Cisilion in the Press: Rebuild the Firewall

Cisilion in the Press: Rebuild the Firewall

Article featured in the industry leading: Network Computing
Written by Samuel Furnica, Cisilion’s Enterprise Presales Consultant

Firewalls, unless they fail, work in the background and receive little attention. Cisilion’s Enterprise Presales Consultant, Samuel Furnica, explains why replacing the legacy Firewall estate should be a priority.

Threats have evolved but legacy firewalls were designed to prevent attacks at the port/protocol level. They had no ability to deal with threats at the upper layers of the OSI model so, is it time to refresh your firewall estate?

According to Gartner, a Next-Generation Firewall (NGFW) is: “A deep-packet inspection firewall that moves beyond port/protocol inspection and blocking, to add application-level inspection, intrusion prevention, and bringing intelligence from outside the firewall.”

Overall, the Next-Generation Firewall market is:

  • Expected to grow from $2.39 billion in 2017 to $4.27 billion by 2023
  • Grow at Compound Annual Growth Rate (CAGR)  of 12.3% from 2017 to 2022

When discussing infrastructure, I always highlight that Next-Generation Firewalls can provide application visibility and control by using in-line deep packet inspection, intrusion prevention system (IPS) and other preventative security capabilities. These include TLS / SSL encrypted traffic inspection, URL filtering, bandwidth management, AV and third-party identity management integration.

Next-Generation Firewalls integrate all of this functionality, so it is more than a firewall and IPS service that have been closely integrated into a single appliance.


Benefits of a Next-Generation Firewall

Legacy firewall environments will have multiple dedicated appliances, thus making them complex to manage and costly to maintain. Ageing equipment may be prone to hardware problems or code-based vulnerabilities because manufacturers have ended support, meaning that there will be no software updates or security patches, leaving the network vulnerable to attack.

With the legacy firewall, there is limited visibility and impeded event correlation, because multiple and disparate services run in isolation and cannot piece together the full picture, diminishing the ability to react and defend. Without a Next-Generation Firewall, 191 days is the average length of time it takes for organisations to identify a data breach – and this is just too long.

“Without a Next-Generation Firewall, 191 days is the average
length of time it takes for organisations to identify a data breach”

Adding firewalls piecemeal, for example, to deal with IDS / IPS, web security, SSL decryption gateways and network proxies, will only increase complexity and reduce security. This network complexity and isolated services overhead can be replaced by a single, tightly integrated Next-Generation Firewall. This approach will reduce incident response time from months to hours as all services communicate, share and then deal with the big picture.

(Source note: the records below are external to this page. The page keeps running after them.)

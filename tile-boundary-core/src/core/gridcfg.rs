//
// Copyright (c) Pirmin Kalberer. All rights reserved.
// Licensed under the MIT License. See LICENSE file in the project root for full license information.
//

use crate::core::config::GridCfg;
use crate::core::Config;
use tile_grid::{MercatorGrid, TileType};

pub fn tile_type_from_str(name: &str) -> Result<TileType, String> {
    match name.to_lowercase().as_str() {
        "xyz" | "raster" => Ok(TileType::Xyz),
        "vector" | "mvt" => Ok(TileType::Vector),
        _ => Err(format!("Unknown tile type '{}'", name)),
    }
}

impl<'a> Config<'a, GridCfg> for MercatorGrid {
    fn from_config(grid_cfg: &GridCfg) -> Result<Self, String> {
        let tile_type = tile_type_from_str(grid_cfg.tile_type.as_deref().unwrap_or("xyz"))?;
        match grid_cfg.tile_size {
            Some(size) => {
                if grid_cfg.tile_type.is_some() && size != tile_type.tile_size() {
                    info!(
                        "Using tile size {} instead of {:?} preset",
                        size, tile_type
                    );
                }
                MercatorGrid::new(size).map_err(|e| e.to_string())
            }
            None => Ok(MercatorGrid::from(tile_type)),
        }
    }
    fn gen_config() -> String {
        let toml = r#"
[grid]
# Tile size preset: "xyz" (256px raster tiles) or "vector" (512px vector tiles)
tile_type = "xyz"
# Custom tile size in pixels
#tile_size = 256
"#;
        toml.to_string()
    }
}
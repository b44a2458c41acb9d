//
// Copyright (c) Pirmin Kalberer. All rights reserved.
// Licensed under the MIT License. See LICENSE file in the project root for full license information.
//

use crate::overlay::{BoundaryLayer, TileBoundary};
use serde_json::Value;

fn boundary_feature(boundary: &TileBoundary) -> Value {
    let ring: Vec<[f64; 2]> = boundary.ring().into_iter().map(|(x, y)| [x, y]).collect();
    json!({
        "type": "Feature",
        "geometry": {
            "type": "Polygon",
            "coordinates": [ring]
        },
        "properties": {
            "z": boundary.tile.z,
            "x": boundary.tile.x,
            "y": boundary.tile.y,
            "label": boundary.label()
        }
    })
}

/// GeoJSON FeatureCollection in EPSG:3857
pub fn layer_to_geojson(layer: &BoundaryLayer) -> Value {
    let features: Vec<Value> = layer.boundaries.iter().map(boundary_feature).collect();
    json!({
        "type": "FeatureCollection",
        "name": "tile_boundary",
        "crs": {
            "type": "name",
            "properties": { "name": "urn:ogc:def:crs:EPSG::3857" }
        },
        "features": features
    })
}
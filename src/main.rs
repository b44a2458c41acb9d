//
// Copyright (c) Pirmin Kalberer. All rights reserved.
// Licensed under the MIT License. See LICENSE file in the project root for full license information.
//

#[macro_use]
extern crate clap;
#[macro_use]
extern crate log;

use clap::{App, AppSettings, ArgMatches, SubCommand};
use dotenv::dotenv;
use env_logger::Builder;
use log::Record;
use std::env;
use std::io::Write;
use std::process;
use std::str::FromStr;
use tile_boundary_core::core::{read_config, ApplicationCfg, Config};
use tile_boundary_core::output::{layer_to_csv, layer_to_geojson};
use tile_boundary_core::overlay::{BoundaryOverlay, Viewport};
use time;

fn init_logger(args: &ArgMatches<'_>) {
    let mut builder = Builder::new();
    builder.format(|buf, record: &Record<'_>| {
        let t = time::now();
        writeln!(
            buf,
            "{}.{:03} {} {}",
            time::strftime("%Y-%m-%d %H:%M:%S", &t).unwrap_or_default(),
            t.tm_nsec / 1000_000,
            record.level(),
            record.args()
        )
    });

    let rust_log = match (args.value_of("loglevel"), env::var("RUST_LOG")) {
        (None, Ok(rust_log_env)) => rust_log_env,
        (loglevel, _) => loglevel.unwrap_or("info").to_string(),
    };
    builder.parse_filters(&rust_log);

    builder.init();
}

fn exit_with_error(msg: &str) -> ! {
    eprintln!("{}", msg);
    process::exit(1)
}

fn parse_arg<T: FromStr>(args: &ArgMatches<'_>, name: &str, typename: &str) -> Option<T> {
    args.value_of(name).map(|s| {
        s.parse::<T>().unwrap_or_else(|_| {
            exit_with_error(&format!("Error parsing '{}' as {} value", name, typename))
        })
    })
}

fn config_from_args(args: &ArgMatches<'_>) -> ApplicationCfg {
    let mut config = if let Some(cfgpath) = args.value_of("config") {
        info!("Reading configuration from '{}'", cfgpath);
        read_config(cfgpath).unwrap_or_else(|err| {
            exit_with_error(&format!("Error reading configuration - {} ", err))
        })
    } else {
        ApplicationCfg::default()
    };
    if let Some(tile_type) = args.value_of("tile-type") {
        config.grid.tile_type = Some(tile_type.to_string());
        config.grid.tile_size = None;
    }
    if let Some(zoom) = parse_arg::<u8>(args, "zoom", "integer") {
        config.overlay.zoom = Some(zoom);
    }
    if let Some(maxzoom) = parse_arg::<u8>(args, "maxzoom", "integer") {
        config.overlay.maxzoom = maxzoom;
    }
    config
}

fn grid(args: &ArgMatches<'_>) {
    let config = config_from_args(args);
    let mut overlay = BoundaryOverlay::from_config(&config).unwrap_or_else(|err| {
        exit_with_error(&format!("Error reading configuration - {} ", err))
    });
    let mut viewport: Viewport = args
        .value_of("extent")
        .map(|s| {
            s.parse::<Viewport>()
                .unwrap_or_else(|err| exit_with_error(&err))
        })
        .unwrap_or_else(|| exit_with_error("Missing 'extent'"));
    if let Some(scale) = parse_arg::<f64>(args, "scale", "float") {
        viewport = viewport.with_scale(scale);
    }
    if let Some(dpi) = parse_arg::<f64>(args, "dpi", "float") {
        viewport = viewport.with_dpi(dpi);
    }

    let layer = overlay
        .update(&viewport)
        .unwrap_or_else(|err| exit_with_error(&format!("{}", err)));
    info!(
        "{} tiles at zoom level {} ({}px)",
        layer.len(),
        layer.zoom,
        layer.tile_size
    );
    match args.value_of("format").unwrap_or("geojson") {
        "geojson" => println!("{}", layer_to_geojson(layer)),
        "csv" => print!("{}", layer_to_csv(layer)),
        format => exit_with_error(&format!("Unknown output format '{}'", format)),
    }
}

fn main() {
    dotenv().ok();
    // http://kbknapp.github.io/clap-rs/clap/
    let mut app = App::new("tile_boundary")
        .version(crate_version!())
        .author("Pirmin Kalberer <pka@sourcepole.ch>")
        .about("Web Mercator tile boundaries and z/x/y labels for a map viewport")
        .subcommand(SubCommand::with_name("genconfig")
                        .args_from_usage("--loglevel=[error|warn|info|debug|trace] 'Log level (Default: info)'")
                        .about("Generate configuration template"))
        .subcommand(SubCommand::with_name("grid")
                        .setting(AppSettings::AllowLeadingHyphen)
                        .args_from_usage("--extent=[minx,miny,maxx,maxy[,srid]] 'Viewport extent (SRID 3857 or 4326, Default: 3857)'
                                              -c, --config=[FILE] 'Load from custom config file'
                                              --loglevel=[error|warn|info|debug|trace] 'Log level (Default: info)'
                                              --tile-type=[xyz|vector] 'Tile size preset'
                                              --zoom=[LEVEL] 'Fixed zoom level'
                                              --maxzoom=[LEVEL] 'Maximum estimated zoom level'
                                              --scale=[DENOMINATOR] 'Display scale for zoom level estimation'
                                              --dpi=[DPI] 'Screen DPI (Default: 96)'
                                              --format=[geojson|csv] 'Output format (Default: geojson)'")
                        .about("Print tile boundaries covering a viewport"));

    match app.get_matches_from_safe_borrow(env::args()) {
        //app.get_matches() prohibits later call of app.print_help()
        Result::Err(e) => {
            println!("{}", e);
        }
        Result::Ok(matches) => match matches.subcommand() {
            ("genconfig", Some(sub_m)) => {
                init_logger(sub_m);
                println!("{}", BoundaryOverlay::gen_config());
            }
            ("grid", Some(sub_m)) => {
                init_logger(sub_m);
                grid(sub_m);
            }
            _ => {
                let _ = app.print_help();
                println!("");
            }
        },
    }
}
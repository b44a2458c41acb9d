//
// Copyright (c) Pirmin Kalberer. All rights reserved.
// Licensed under the MIT License. See LICENSE file in the project root for full license information.
//

//! Boundary layer encoders

mod csv;
mod geojson;

pub use self::csv::layer_to_csv;
pub use self::geojson::layer_to_geojson;
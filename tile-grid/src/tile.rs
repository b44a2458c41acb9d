//
// Copyright (c) Pirmin Kalberer. All rights reserved.
// Licensed under the MIT License. See LICENSE file in the project root for full license information.
//

//! Tile indices and extents

use crate::grid::MAX_ZOOM;
use std::fmt;

/// Projected extent in Web Mercator meters
#[derive(PartialEq, Clone, Debug)]
pub struct Extent {
    pub minx: f64,
    pub miny: f64,
    pub maxx: f64,
    pub maxy: f64,
}

impl Extent {
    pub fn width(&self) -> f64 {
        self.maxx - self.minx
    }
    pub fn height(&self) -> f64 {
        self.maxy - self.miny
    }
    pub fn center(&self) -> (f64, f64) {
        (
            self.minx + self.width() / 2.0,
            self.miny + self.height() / 2.0,
        )
    }
    /// True for zero area, inverted or non-finite extents
    pub fn is_empty(&self) -> bool {
        let finite = self.minx.is_finite()
            && self.miny.is_finite()
            && self.maxx.is_finite()
            && self.maxy.is_finite();
        !finite || self.width() <= 0.0 || self.height() <= 0.0
    }
    /// Closed outer ring, counter-clockwise starting at (minx, miny)
    pub fn ring(&self) -> [(f64, f64); 5] {
        [
            (self.minx, self.miny),
            (self.maxx, self.miny),
            (self.maxx, self.maxy),
            (self.minx, self.maxy),
            (self.minx, self.miny),
        ]
    }
}

/// XYZ tile address (row 0 at the top)
#[derive(PartialEq, Eq, PartialOrd, Ord, Hash, Clone, Copy, Debug)]
pub struct TileIndex {
    pub z: u8,
    pub x: u32,
    pub y: u32,
}

impl TileIndex {
    pub fn new(z: u8, x: u32, y: u32) -> TileIndex {
        TileIndex { z, x, y }
    }
}

impl fmt::Display for TileIndex {
    fn fmt(&self, f: &mut fmt::Formatter<'_>) -> fmt::Result {
        write!(f, "{}/{}/{}", self.z, self.x, self.y)
    }
}

/// Inclusive min and max tile column/row numbers.
///
/// Limits are signed, a range computed for an extent reaching beyond the
/// projection bounds may start below 0 or end past the last column.
#[derive(PartialEq, Eq, Clone, Debug)]
pub struct TileRange {
    pub minx: i64,
    pub miny: i64,
    pub maxx: i64,
    pub maxy: i64,
}

impl TileRange {
    pub fn is_empty(&self) -> bool {
        self.minx > self.maxx || self.miny > self.maxy
    }
    /// Number of cells covered by the range
    pub fn count(&self) -> u64 {
        if self.is_empty() {
            0
        } else {
            let cols = self.maxx as i128 - self.minx as i128 + 1;
            let rows = self.maxy as i128 - self.miny as i128 + 1;
            cols.checked_mul(rows)
                .map_or(u64::MAX, |n| n.min(u64::MAX as i128) as u64)
        }
    }
    /// Intersection with the valid index space `[0, 2^zoom)`
    pub fn clip(&self, zoom: u8) -> TileRange {
        let last = (1i64 << zoom.min(MAX_ZOOM)) - 1;
        TileRange {
            minx: self.minx.max(0),
            miny: self.miny.max(0),
            maxx: self.maxx.min(last),
            maxy: self.maxy.min(last),
        }
    }
}
pub mod picker;
pub mod rename;
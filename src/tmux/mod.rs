// tmux command runner. Everything else in this module goes through `Runner`
// so it can be driven by a fake server in tests.
// ref: tmux(1)

pub mod layout;
pub mod query;
pub mod session;

#[cfg(test)]
pub mod fake;

use std::process::{Command, Stdio};

use tracing::debug;

use crate::error::TmuxError;

const TMUX_BIN: &str = "tmux";

pub trait Runner {
    /// Run tmux with `args`, returning stdout minus one trailing newline.
    fn run(&self, args: &[&str]) -> Result<String, TmuxError>;

    /// Run tmux for its exit status only.
    fn run_silent(&self, args: &[&str]) -> Result<(), TmuxError> {
        self.run(args).map(|_| ())
    }
}

/// Runs the real `tmux` binary, synchronously, with no retries.
#[derive(Debug, Clone, Copy, Default)]
pub struct TmuxCli;

impl Runner for TmuxCli {
    fn run(&self, args: &[&str]) -> Result<String, TmuxError> {
        debug!(?args, "tmux");
        let output = tmux_cmd(args)
            .stdin(Stdio::null())
            .output()
            .map_err(|source| TmuxError::Spawn { command: describe(args), source })?;

        if !output.status.success() {
            return Err(TmuxError::CommandFailed {
                command: describe(args),
                stderr: String::from_utf8_lossy(&output.stderr).trim().to_string(),
            });
        }

        let mut stdout = String::from_utf8_lossy(&output.stdout).into_owned();
        if stdout.ends_with('\n') {
            stdout.pop();
        }
        Ok(stdout)
    }

    fn run_silent(&self, args: &[&str]) -> Result<(), TmuxError> {
        debug!(?args, "tmux (silent)");
        let output = tmux_cmd(args)
            .stdin(Stdio::null())
            .stdout(Stdio::null())
            .stderr(Stdio::piped())
            .output()
            .map_err(|source| TmuxError::Spawn { command: describe(args), source })?;
        if output.status.success() {
            Ok(())
        } else {
            Err(TmuxError::CommandFailed {
                command: describe(args),
                stderr: String::from_utf8_lossy(&output.stderr).trim().to_string(),
            })
        }
    }
}

/// tmux command with pre-set args.
pub fn tmux_cmd(args: &[&str]) -> Command {
    let mut cmd = Command::new(TMUX_BIN);
    cmd.args(args);
    cmd
}

/// "tmux new-window -t api -n server", for error messages.
pub fn describe(args: &[&str]) -> String {
    let mut s = String::from(TMUX_BIN);
    for a in args {
        s.push(' ');
        s.push_str(a);
    }
    s
}
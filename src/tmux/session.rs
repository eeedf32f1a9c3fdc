// tmux session/window/pane commands
// ref: tmux(1)

use std::path::Path;
use std::process::Stdio;

use anyhow::{bail, Context, Result};

use super::{tmux_cmd, Runner};
use crate::config::SplitDirection;
use crate::error::TmuxError;

/// Check if tmux is available.
pub fn is_available() -> bool {
    tmux_cmd(&["-V"]).stdout(Stdio::null()).stderr(Stdio::null())
        .status().map(|s| s.success()).unwrap_or(false)
}

/// Returns true when running inside a tmux session.
pub fn is_inside_tmux() -> bool {
    std::env::var("TMUX").is_ok()
}

/// "session:index"
pub fn window_target(session: &str, index: usize) -> String {
    format!("{}:{}", session, index)
}

/// "session:index.pane"
pub fn pane_target(session: &str, index: usize, pane: usize) -> String {
    format!("{}:{}.{}", session, index, pane)
}

/// Create a new detached session with a starting directory.
pub fn new_session(tmux: &dyn Runner, name: &str, start_dir: &Path) -> Result<(), TmuxError> {
    tmux.run_silent(&["new-session", "-d", "-s", name, "-c", &start_dir.to_string_lossy()])
}

pub fn kill_session(tmux: &dyn Runner, name: &str) -> Result<(), TmuxError> {
    tmux.run_silent(&["kill-session", "-t", name])
}

pub fn rename_session(tmux: &dyn Runner, old_name: &str, new_name: &str) -> Result<(), TmuxError> {
    tmux.run_silent(&["rename-session", "-t", old_name, new_name])
}

/// switch-client (inside tmux path). `target` is a session or "session:window".
pub fn switch_client(tmux: &dyn Runner, target: &str) -> Result<(), TmuxError> {
    tmux.run_silent(&["switch-client", "-t", target])
}

/// New window appended to `session`.
pub fn new_window(tmux: &dyn Runner, session: &str, name: &str) -> Result<(), TmuxError> {
    tmux.run_silent(&["new-window", "-t", session, "-n", name])
}

/// Kill one window. `target` is "session:index".
pub fn kill_window(tmux: &dyn Runner, target: &str) -> Result<(), TmuxError> {
    tmux.run_silent(&["kill-window", "-t", target])
}

pub fn rename_window(tmux: &dyn Runner, target: &str, name: &str) -> Result<(), TmuxError> {
    tmux.run_silent(&["rename-window", "-t", target, name])
}

/// Type `keys` into the target pane followed by Enter.
pub fn send_keys(tmux: &dyn Runner, target: &str, keys: &str) -> Result<(), TmuxError> {
    tmux.run_silent(&["send-keys", "-t", target, keys, "Enter"])
}

pub fn select_window(tmux: &dyn Runner, target: &str) -> Result<(), TmuxError> {
    tmux.run_silent(&["select-window", "-t", target])
}

/// Select pane 0 of the window `window_target`.
pub fn select_first_pane(tmux: &dyn Runner, window_target: &str) -> Result<(), TmuxError> {
    tmux.run_silent(&["select-pane", "-t", &format!("{}.0", window_target)])
}

/// Split the active pane of `target`. Horizontal puts the new pane beside the
/// old one, vertical stacks it below.
pub fn split_window(
    tmux: &dyn Runner,
    target: &str,
    direction: SplitDirection,
    size_percent: Option<u8>,
    start_dir: &Path,
) -> Result<(), TmuxError> {
    let flag = match direction {
        SplitDirection::Horizontal => "-h",
        SplitDirection::Vertical => "-v",
    };
    let size = size_percent.map(|p| p.to_string());
    let dir = start_dir.to_string_lossy();

    let mut args = vec!["split-window", "-t", target, flag];
    if let Some(size) = size.as_deref() {
        args.extend(["-p", size]);
    }
    args.extend(["-c", &*dir]);
    tmux.run_silent(&args)
}

/// attach-session from outside tmux. Takes over the terminal until detach.
pub fn attach_foreground(target: &str) -> Result<()> {
    let status = tmux_cmd(&["attach-session", "-t", target])
        .status()
        .with_context(|| format!("attaching to {}", target))?;
    if !status.success() { bail!("tmux attach-session failed for {}", target); }
    Ok(())
}
// <config_dir>/tplm/config.toml
// ref: toml crate — https://docs.rs/toml/

use std::collections::{HashMap, HashSet};
use std::path::{Path, PathBuf};

use anyhow::{bail, Context, Result};
use serde::Deserialize;

use super::layout::Layout;

#[derive(Debug, Clone, Deserialize, Default)]
pub struct Config {
    #[serde(default)]
    pub projects: Vec<Project>,
    #[serde(default)]
    pub layouts: HashMap<String, Layout>,
}

#[derive(Debug, Clone, Deserialize, PartialEq)]
pub struct Project {
    pub name: String,
    pub path: PathBuf,
    /// Key into `Config::layouts`.
    #[serde(default)]
    pub layout: Option<String>,
    #[serde(default)]
    pub on_start: Vec<OnStart>,
}

/// Command typed into pane 0 of a layout window once the session is built.
#[derive(Debug, Clone, Deserialize, PartialEq)]
pub struct OnStart {
    pub window: String,
    pub command: String,
}

impl Config {
    pub fn config_path() -> Option<PathBuf> {
        dirs::config_dir().map(|d| d.join("tplm").join("config.toml"))
    }

    pub fn load(path: &Path) -> Result<Self> {
        let text = std::fs::read_to_string(path)
            .with_context(|| format!("reading {}", path.display()))?;
        Self::parse(&text).with_context(|| format!("parsing {}", path.display()))
    }

    /// Parse, expand `~/` in project paths and validate.
    pub fn parse(text: &str) -> Result<Self> {
        let mut config: Self = toml::from_str(text)?;
        if let Some(home) = dirs::home_dir() {
            for project in &mut config.projects {
                project.path = expand_home(&project.path, &home);
            }
        }
        config.validate()?;
        Ok(config)
    }

    fn validate(&self) -> Result<()> {
        let mut seen = HashSet::new();
        for project in &self.projects {
            if project.name.is_empty() {
                bail!("project with path {} has an empty name", project.path.display());
            }
            if !seen.insert(project.name.as_str()) {
                bail!("duplicate project name {:?}", project.name);
            }
        }
        Ok(())
    }

    pub fn find_project(&self, name: &str) -> Option<&Project> {
        self.projects.iter().find(|p| p.name == name)
    }

    /// The project's declared layout, or a single "main" window when it
    /// declares none or names one that doesn't exist.
    pub fn layout_for(&self, project: &Project) -> Layout {
        project.layout.as_deref()
            .and_then(|name| self.layouts.get(name))
            .cloned()
            .unwrap_or_default()
    }

    /// Write the starter config to `path`. Never overwrites.
    pub fn write_example(path: &Path) -> Result<()> {
        if path.exists() {
            bail!("config already exists at {}", path.display());
        }
        if let Some(parent) = path.parent() {
            std::fs::create_dir_all(parent)
                .with_context(|| format!("creating config directory {}", parent.display()))?;
        }
        std::fs::write(path, EXAMPLE_CONFIG)
            .with_context(|| format!("writing {}", path.display()))?;
        Ok(())
    }
}

/// `~/x` -> `<home>/x`, `~` -> `<home>`; anything else unchanged.
pub fn expand_home(path: &Path, home: &Path) -> PathBuf {
    if path == Path::new("~") {
        return home.to_path_buf();
    }
    match path.strip_prefix("~") {
        Ok(rest) => home.join(rest),
        Err(_) => path.to_path_buf(),
    }
}

pub const EXAMPLE_CONFIG: &str = r#"# tplm configuration
# Generated by `tplm init`.

[[projects]]
name = "my-api"
path = "~/Projects/my-api"
layout = "dev"

[[projects.on_start]]
window = "editor"
command = "nvim ."

[[projects.on_start]]
window = "server"
command = "echo 'start your server here'"

[[projects]]
name = "frontend"
path = "~/Projects/frontend"
layout = "fullstack"

# split: "horizontal" (side by side, default) or "vertical" (stacked)
# size: percentage of the pane being split, 70 or "70%"

[[layouts.dev.windows]]
name = "editor"
panes = [
  { size = "70%" },
  { split = "horizontal", size = "30%" },
]

[[layouts.dev.windows]]
name = "server"
panes = [{ size = "100%" }]

[[layouts.fullstack.windows]]
name = "frontend"
panes = [
  { size = "50%" },
  { split = "horizontal", size = "50%" },
]

[[layouts.fullstack.windows]]
name = "backend"
panes = [
  { size = "60%" },
  { split = "horizontal", size = "40%" },
]
"#;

Next-Generation Firewalls gives organisations an integrated ecosystem of security tools that work together to uncover threats and resolve solve security problems fast.


PLANNING AND MIGRATION

Before any migration can take place, the right hardware appliances need to be scoped for the environment. A POC is recommended to allow the organisation to understand the types of traffic traversing their firewalls. Adequate planning will ensure that everything is in place for migration day, nothing is done in a rush, and that contingency plans are in place should anything untoward happen.

To minimise user disruption, one of many possible migration approaches would be to install the new firewalls in parallel with the old equipment. Services would be manually migrated to the new platform, the old firewalls disabled and the new firewalls brought online. This approach minimises the need for routing changes and provides a simple rollback plan.

CONSIDERATIONS – What’s Next?

While Next-Generation Firewalls will help to prevent security attacks from the outside, they must not be your only line of defence, regardless of how powerful they are. Even with the best-managed rule configurations, most advanced anti-spoofing capabilities, and defence in depth measures, firewalls cannot stop every attack on their own. To be really certain, you still need:

  • Advance malware protection
  • Data backup / disaster recovery
  • Strong passwords
  • Network access control
  • Multifactor authentication
  • Periodic penetration testing

Even with all of the above technologies, it’s vital to ensure that your employees understand the basics of best practice cybersecurity and have a strong set of cybersecurity policies in place to work with.